**What you will do:** Find the line in the entries below that contains "Option<NativeName>, level: i32);". Repeat it exactly, and every line after it through the line that contains "fn active_texture(&mut self, unit: u32);".

★ ★ ★ ★

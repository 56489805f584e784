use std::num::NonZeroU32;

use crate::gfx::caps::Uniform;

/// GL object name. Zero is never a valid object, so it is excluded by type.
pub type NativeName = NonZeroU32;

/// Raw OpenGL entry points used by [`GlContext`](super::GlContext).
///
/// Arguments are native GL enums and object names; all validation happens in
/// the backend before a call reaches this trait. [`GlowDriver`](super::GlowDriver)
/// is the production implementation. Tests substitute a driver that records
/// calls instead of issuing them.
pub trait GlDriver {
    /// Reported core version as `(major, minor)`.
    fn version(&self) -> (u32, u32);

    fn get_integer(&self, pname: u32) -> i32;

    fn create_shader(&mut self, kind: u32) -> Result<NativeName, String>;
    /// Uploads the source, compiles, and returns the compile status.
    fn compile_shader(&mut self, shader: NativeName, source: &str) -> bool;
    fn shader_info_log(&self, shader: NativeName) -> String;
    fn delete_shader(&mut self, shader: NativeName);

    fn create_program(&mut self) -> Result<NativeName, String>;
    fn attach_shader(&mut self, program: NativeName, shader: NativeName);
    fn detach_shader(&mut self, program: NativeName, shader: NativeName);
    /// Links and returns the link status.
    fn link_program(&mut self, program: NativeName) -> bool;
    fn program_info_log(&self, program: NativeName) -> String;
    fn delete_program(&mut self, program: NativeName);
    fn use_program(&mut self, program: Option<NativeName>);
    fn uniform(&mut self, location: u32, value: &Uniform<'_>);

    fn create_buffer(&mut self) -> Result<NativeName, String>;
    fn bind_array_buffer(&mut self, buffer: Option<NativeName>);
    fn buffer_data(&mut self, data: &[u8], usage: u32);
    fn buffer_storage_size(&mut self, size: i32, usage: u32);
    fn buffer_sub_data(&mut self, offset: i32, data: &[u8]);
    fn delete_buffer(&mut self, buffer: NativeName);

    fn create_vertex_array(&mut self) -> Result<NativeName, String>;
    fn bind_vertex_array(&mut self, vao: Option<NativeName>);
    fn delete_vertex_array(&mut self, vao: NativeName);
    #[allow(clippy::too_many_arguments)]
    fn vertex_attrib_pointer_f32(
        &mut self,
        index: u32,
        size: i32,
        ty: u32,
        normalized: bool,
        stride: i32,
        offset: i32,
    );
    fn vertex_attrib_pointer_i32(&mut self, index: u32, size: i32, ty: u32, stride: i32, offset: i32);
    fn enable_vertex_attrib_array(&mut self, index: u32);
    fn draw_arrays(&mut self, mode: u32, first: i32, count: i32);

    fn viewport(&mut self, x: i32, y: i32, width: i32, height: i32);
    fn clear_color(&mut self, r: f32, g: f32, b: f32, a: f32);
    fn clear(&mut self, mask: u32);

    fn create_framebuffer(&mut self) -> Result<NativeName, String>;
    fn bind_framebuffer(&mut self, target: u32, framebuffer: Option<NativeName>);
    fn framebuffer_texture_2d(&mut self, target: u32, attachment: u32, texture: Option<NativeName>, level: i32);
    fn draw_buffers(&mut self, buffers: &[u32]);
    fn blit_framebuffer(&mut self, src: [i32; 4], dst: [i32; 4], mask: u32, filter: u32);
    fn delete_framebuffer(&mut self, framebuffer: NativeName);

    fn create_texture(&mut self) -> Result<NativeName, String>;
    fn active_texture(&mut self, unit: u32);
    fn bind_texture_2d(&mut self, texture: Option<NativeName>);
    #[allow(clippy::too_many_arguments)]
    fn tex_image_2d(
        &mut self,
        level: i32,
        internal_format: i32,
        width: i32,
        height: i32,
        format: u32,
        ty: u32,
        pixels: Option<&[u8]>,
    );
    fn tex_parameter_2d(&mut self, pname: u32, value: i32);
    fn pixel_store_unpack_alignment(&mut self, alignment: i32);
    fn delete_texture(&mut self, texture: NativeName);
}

★ ★ ★ ★

**Problem solution:**
    fn framebuffer_texture_2d(&mut self, target: u32, attachment: u32, texture: Option<NativeName>, level: i32);
    fn draw_buffers(&mut self, buffers: &[u32]);
    fn blit_framebuffer(&mut self, src: [i32; 4], dst: [i32; 4], mask: u32, filter: u32);
    fn delete_framebuffer(&mut self, framebuffer: NativeName);

    fn create_texture(&mut self) -> Result<NativeName, String>;
    fn active_texture(&mut self, unit: u32);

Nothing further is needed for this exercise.